GIVEN DATA: Begin

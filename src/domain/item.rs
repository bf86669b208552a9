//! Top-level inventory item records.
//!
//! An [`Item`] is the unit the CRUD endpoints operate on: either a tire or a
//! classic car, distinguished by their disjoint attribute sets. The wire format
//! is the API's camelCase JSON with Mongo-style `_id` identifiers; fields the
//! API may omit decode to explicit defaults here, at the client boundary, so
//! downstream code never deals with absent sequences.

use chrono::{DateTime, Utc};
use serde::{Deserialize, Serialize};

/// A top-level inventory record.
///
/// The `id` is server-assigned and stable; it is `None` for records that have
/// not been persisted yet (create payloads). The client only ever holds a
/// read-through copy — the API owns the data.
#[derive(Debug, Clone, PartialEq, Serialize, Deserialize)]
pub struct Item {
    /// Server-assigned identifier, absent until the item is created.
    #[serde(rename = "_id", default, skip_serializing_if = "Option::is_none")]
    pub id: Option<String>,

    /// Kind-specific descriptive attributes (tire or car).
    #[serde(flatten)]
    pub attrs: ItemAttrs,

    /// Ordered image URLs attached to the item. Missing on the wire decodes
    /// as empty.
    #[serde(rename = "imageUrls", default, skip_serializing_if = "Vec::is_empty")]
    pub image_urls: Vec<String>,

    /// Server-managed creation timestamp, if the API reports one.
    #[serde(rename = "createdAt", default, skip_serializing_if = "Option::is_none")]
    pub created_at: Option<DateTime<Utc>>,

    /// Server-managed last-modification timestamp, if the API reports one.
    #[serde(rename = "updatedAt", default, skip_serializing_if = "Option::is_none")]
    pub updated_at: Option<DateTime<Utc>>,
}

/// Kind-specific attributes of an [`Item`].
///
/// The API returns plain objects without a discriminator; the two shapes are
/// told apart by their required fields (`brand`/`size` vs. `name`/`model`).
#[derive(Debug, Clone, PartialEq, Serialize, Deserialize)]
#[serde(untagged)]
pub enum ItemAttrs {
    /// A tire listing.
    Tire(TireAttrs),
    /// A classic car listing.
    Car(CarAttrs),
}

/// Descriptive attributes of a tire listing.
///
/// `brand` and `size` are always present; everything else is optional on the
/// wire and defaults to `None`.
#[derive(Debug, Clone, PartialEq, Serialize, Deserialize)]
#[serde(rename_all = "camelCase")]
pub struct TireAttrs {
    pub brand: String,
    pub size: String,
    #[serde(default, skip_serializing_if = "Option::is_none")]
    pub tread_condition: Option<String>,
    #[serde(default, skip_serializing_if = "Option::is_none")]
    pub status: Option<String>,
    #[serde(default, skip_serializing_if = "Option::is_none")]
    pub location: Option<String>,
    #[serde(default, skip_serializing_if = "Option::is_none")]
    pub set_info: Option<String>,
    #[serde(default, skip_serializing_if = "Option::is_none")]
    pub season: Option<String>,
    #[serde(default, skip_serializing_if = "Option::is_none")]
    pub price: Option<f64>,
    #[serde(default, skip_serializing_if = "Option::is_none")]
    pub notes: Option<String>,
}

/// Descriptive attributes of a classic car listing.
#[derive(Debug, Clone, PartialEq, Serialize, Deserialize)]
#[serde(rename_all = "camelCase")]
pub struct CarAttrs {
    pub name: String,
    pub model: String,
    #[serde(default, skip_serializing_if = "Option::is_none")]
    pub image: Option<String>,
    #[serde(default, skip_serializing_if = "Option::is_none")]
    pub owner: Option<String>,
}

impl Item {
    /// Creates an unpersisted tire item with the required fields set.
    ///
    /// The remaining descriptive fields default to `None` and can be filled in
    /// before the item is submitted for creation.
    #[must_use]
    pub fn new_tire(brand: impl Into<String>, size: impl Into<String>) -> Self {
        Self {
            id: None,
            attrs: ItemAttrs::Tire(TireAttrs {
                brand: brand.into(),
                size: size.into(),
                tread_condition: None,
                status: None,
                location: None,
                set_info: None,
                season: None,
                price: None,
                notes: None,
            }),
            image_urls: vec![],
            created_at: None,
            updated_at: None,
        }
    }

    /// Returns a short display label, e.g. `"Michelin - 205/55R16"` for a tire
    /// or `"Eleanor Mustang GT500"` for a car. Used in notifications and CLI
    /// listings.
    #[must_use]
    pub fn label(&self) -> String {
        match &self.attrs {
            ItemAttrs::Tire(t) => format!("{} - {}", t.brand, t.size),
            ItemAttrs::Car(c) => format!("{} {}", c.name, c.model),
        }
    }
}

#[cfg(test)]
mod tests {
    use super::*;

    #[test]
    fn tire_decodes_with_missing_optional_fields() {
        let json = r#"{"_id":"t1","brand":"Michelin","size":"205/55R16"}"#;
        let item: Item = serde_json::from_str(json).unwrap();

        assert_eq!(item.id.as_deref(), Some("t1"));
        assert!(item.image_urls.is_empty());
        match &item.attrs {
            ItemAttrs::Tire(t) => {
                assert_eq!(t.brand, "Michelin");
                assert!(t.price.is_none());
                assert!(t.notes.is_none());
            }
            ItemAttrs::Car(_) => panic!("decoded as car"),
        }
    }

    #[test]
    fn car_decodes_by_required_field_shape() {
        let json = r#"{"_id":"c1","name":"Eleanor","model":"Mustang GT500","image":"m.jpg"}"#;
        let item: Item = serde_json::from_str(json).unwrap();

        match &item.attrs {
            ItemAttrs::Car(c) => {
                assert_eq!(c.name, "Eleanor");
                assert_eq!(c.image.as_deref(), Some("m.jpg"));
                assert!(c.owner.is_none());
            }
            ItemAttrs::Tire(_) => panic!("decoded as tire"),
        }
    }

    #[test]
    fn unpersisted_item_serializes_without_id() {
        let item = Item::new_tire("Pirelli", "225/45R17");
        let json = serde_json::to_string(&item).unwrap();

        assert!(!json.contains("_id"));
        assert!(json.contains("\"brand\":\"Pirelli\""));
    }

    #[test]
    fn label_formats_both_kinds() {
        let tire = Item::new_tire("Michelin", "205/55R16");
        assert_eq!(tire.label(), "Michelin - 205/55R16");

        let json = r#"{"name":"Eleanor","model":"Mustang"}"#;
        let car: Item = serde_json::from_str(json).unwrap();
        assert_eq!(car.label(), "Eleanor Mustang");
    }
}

GIVEN DATA: End

WORK ORDER
Please write out each line of the listing above exactly.

FINAL ANSWER
filename src/domain/item.rs
repository bf86669b208552a9
//! Top-level inventory item records.
//!
//! An [`Item`] is the unit the CRUD endpoints operate on: either a tire or a
//! classic car, distinguished by their disjoint attribute sets. The wire format
//! is the API's camelCase JSON with Mongo-style `_id` identifiers; fields the
//! API may omit decode to explicit defaults here, at the client boundary, so
//! downstream code never deals with absent sequences.

use chrono::{DateTime, Utc};
use serde::{Deserialize, Serialize};

/// A top-level inventory record.
///
/// The `id` is server-assigned and stable; it is `None` for records that have
/// not been persisted yet (create payloads). The client only ever holds a
/// read-through copy — the API owns the data.
#[derive(Debug, Clone, PartialEq, Serialize, Deserialize)]
pub struct Item {
    /// Server-assigned identifier, absent until the item is created.
    #[serde(rename = "_id", default, skip_serializing_if = "Option::is_none")]
    pub id: Option<String>,

    /// Kind-specific descriptive attributes (tire or car).
    #[serde(flatten)]
    pub attrs: ItemAttrs,

    /// Ordered image URLs attached to the item. Missing on the wire decodes
    /// as empty.
    #[serde(rename = "imageUrls", default, skip_serializing_if = "Vec::is_empty")]
    pub image_urls: Vec<String>,

    /// Server-managed creation timestamp, if the API reports one.
    #[serde(rename = "createdAt", default, skip_serializing_if = "Option::is_none")]
    pub created_at: Option<DateTime<Utc>>,

    /// Server-managed last-modification timestamp, if the API reports one.
    #[serde(rename = "updatedAt", default, skip_serializing_if = "Option::is_none")]
    pub updated_at: Option<DateTime<Utc>>,
}

/// Kind-specific attributes of an [`Item`].
///
/// The API returns plain objects without a discriminator; the two shapes are
/// told apart by their required fields (`brand`/`size` vs. `name`/`model`).
#[derive(Debug, Clone, PartialEq, Serialize, Deserialize)]
#[serde(untagged)]
pub enum ItemAttrs {
    /// A tire listing.
    Tire(TireAttrs),
    /// A classic car listing.
    Car(CarAttrs),
}

/// Descriptive attributes of a tire listing.
///
/// `brand` and `size` are always present; everything else is optional on the
/// wire and defaults to `None`.
#[derive(Debug, Clone, PartialEq, Serialize, Deserialize)]
#[serde(rename_all = "camelCase")]
pub struct TireAttrs {
    pub brand: String,
    pub size: String,
    #[serde(default, skip_serializing_if = "Option::is_none")]
    pub tread_condition: Option<String>,
    #[serde(default, skip_serializing_if = "Option::is_none")]
    pub status: Option<String>,
    #[serde(default, skip_serializing_if = "Option::is_none")]
    pub location: Option<String>,
    #[serde(default, skip_serializing_if = "Option::is_none")]
    pub set_info: Option<String>,
    #[serde(default, skip_serializing_if = "Option::is_none")]
    pub season: Option<String>,
    #[serde(default, skip_serializing_if = "Option::is_none")]
    pub price: Option<f64>,
    #[serde(default, skip_serializing_if = "Option::is_none")]
    pub notes: Option<String>,
}

/// Descriptive attributes of a classic car listing.
#[derive(Debug, Clone, PartialEq, Serialize, Deserialize)]
#[serde(rename_all = "camelCase")]
pub struct CarAttrs {
    pub name: String,
    pub model: String,
    #[serde(default, skip_serializing_if = "Option::is_none")]
    pub image: Option<String>,
    #[serde(default, skip_serializing_if = "Option::is_none")]
    pub owner: Option<String>,
}

impl Item {
    /// Creates an unpersisted tire item with the required fields set.
    ///
    /// The remaining descriptive fields default to `None` and can be filled in
    /// before the item is submitted for creation.
    #[must_use]
    pub fn new_tire(brand: impl Into<String>, size: impl Into<String>) -> Self {
        Self {
            id: None,
            attrs: ItemAttrs::Tire(TireAttrs {
                brand: brand.into(),
                size: size.into(),
                tread_condition: None,
                status: None,
                location: None,
                set_info: None,
                season: None,
                price: None,
                notes: None,
            }),
            image_urls: vec![],
            created_at: None,
            updated_at: None,
        }
    }

    /// Returns a short display label, e.g. `"Michelin - 205/55R16"` for a tire
    /// or `"Eleanor Mustang GT500"` for a car. Used in notifications and CLI
    /// listings.
    #[must_use]
    pub fn label(&self) -> String {
        match &self.attrs {
            ItemAttrs::Tire(t) => format!("{} - {}", t.brand, t.size),
            ItemAttrs::Car(c) => format!("{} {}", c.name, c.model),
        }
    }
}

#[cfg(test)]
mod tests {
    use super::*;

    #[test]
    fn tire_decodes_with_missing_optional_fields() {
        let json = r#"{"_id":"t1","brand":"Michelin","size":"205/55R16"}"#;
        let item: Item = serde_json::from_str(json).unwrap();

        assert_eq!(item.id.as_deref(), Some("t1"));
        assert!(item.image_urls.is_empty());
        match &item.attrs {
            ItemAttrs::Tire(t) => {
                assert_eq!(t.brand, "Michelin");
                assert!(t.price.is_none());
                assert!(t.notes.is_none());
            }
            ItemAttrs::Car(_) => panic!("decoded as car"),
        }
    }

    #[test]
    fn car_decodes_by_required_field_shape() {
        let json = r#"{"_id":"c1","name":"Eleanor","model":"Mustang GT500","image":"m.jpg"}"#;
        let item: Item = serde_json::from_str(json).unwrap();

        match &item.attrs {
            ItemAttrs::Car(c) => {
                assert_eq!(c.name, "Eleanor");
                assert_eq!(c.image.as_deref(), Some("m.jpg"));
                assert!(c.owner.is_none());
            }
            ItemAttrs::Tire(_) => panic!("decoded as tire"),
        }
    }

    #[test]
    fn unpersisted_item_serializes_without_id() {
        let item = Item::new_tire("Pirelli", "225/45R17");
        let json = serde_json::to_string(&item).unwrap();

        assert!(!json.contains("_id"));
        assert!(json.contains("\"brand\":\"Pirelli\""));
    }

    #[test]
    fn label_formats_both_kinds() {
        let tire = Item::new_tire("Michelin", "205/55R16");
        assert_eq!(tire.label(), "Michelin - 205/55R16");

        let json = r#"{"name":"Eleanor","model":"Mustang"}"#;
        let car: Item = serde_json::from_str(json).unwrap();
        assert_eq!(car.label(), "Eleanor Mustang");
    }
}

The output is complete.